→ EXERCISE
Look through the entries below. Report each line that has the word "libloading" in it.

→ DATA FOR REVIEW
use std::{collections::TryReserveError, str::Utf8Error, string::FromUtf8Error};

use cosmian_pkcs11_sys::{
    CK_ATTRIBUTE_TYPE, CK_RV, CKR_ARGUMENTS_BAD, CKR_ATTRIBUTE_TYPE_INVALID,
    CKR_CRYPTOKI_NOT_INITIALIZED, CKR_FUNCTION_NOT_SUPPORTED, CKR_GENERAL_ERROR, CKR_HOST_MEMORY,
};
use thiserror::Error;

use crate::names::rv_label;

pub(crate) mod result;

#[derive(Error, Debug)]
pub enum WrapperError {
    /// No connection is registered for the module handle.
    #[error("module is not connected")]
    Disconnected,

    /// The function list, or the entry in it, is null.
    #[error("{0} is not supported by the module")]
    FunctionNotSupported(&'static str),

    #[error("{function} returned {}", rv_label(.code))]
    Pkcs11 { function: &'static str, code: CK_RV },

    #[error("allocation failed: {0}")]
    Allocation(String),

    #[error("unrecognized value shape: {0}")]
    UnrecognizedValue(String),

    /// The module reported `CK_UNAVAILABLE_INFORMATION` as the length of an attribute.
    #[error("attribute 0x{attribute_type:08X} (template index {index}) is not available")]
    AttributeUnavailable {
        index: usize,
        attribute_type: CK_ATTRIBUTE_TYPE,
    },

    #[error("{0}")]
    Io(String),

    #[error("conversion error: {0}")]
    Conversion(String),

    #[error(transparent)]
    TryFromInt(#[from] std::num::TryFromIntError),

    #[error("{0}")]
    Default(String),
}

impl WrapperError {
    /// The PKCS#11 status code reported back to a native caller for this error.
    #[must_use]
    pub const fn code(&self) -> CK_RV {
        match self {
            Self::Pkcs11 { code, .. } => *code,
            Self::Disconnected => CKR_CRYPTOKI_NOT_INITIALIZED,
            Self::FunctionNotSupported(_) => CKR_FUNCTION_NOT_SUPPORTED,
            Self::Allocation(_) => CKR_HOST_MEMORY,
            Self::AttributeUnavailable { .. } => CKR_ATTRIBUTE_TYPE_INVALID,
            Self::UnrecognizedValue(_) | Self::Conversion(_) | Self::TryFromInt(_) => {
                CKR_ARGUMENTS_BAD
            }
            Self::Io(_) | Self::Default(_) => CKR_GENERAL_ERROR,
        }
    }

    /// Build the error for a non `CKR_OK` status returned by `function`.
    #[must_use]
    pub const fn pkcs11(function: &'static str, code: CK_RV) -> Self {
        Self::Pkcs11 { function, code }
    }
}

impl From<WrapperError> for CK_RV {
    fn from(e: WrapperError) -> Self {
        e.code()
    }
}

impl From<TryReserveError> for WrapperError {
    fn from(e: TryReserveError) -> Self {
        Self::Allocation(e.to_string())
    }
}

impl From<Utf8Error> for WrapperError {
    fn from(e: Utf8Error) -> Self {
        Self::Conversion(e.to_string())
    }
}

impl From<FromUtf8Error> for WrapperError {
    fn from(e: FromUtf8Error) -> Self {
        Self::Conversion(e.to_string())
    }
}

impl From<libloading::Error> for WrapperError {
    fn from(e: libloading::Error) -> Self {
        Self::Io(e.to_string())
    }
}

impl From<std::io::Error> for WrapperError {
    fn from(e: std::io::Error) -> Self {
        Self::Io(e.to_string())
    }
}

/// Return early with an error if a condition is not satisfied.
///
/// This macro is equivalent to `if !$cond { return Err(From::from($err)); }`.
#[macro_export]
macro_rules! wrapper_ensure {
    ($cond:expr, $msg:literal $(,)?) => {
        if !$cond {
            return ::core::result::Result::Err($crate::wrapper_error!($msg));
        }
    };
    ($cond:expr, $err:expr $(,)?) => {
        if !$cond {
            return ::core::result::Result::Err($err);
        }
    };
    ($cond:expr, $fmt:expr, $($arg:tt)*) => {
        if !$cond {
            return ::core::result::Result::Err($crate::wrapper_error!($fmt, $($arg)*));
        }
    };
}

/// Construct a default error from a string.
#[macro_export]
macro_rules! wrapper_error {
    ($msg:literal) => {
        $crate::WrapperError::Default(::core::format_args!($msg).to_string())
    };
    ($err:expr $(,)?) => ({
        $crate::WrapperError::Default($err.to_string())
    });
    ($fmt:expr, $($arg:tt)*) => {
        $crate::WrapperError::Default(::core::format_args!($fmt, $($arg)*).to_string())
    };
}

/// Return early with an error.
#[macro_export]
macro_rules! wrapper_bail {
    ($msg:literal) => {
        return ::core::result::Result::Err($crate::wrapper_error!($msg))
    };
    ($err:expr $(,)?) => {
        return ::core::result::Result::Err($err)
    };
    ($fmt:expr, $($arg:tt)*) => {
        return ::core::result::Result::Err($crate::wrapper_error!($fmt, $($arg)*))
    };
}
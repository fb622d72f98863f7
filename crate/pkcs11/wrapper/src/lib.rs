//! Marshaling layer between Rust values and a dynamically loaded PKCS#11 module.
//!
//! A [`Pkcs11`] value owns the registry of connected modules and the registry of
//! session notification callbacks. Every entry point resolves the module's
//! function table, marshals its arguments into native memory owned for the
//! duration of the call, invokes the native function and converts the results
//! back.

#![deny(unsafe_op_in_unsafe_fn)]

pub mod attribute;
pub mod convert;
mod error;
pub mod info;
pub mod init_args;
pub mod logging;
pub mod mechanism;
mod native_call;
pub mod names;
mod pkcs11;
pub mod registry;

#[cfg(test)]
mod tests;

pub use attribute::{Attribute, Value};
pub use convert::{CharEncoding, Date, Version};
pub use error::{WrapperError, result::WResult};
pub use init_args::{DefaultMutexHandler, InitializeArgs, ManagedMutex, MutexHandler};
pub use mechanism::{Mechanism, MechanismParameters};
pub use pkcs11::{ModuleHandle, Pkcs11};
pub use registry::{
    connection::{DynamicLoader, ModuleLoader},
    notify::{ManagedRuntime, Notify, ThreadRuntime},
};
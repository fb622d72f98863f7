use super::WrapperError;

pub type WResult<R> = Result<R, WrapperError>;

→ SOLUTION TO THIS PROBLEM
impl From<libloading::Error> for WrapperError {
    fn from(e: libloading::Error) -> Self {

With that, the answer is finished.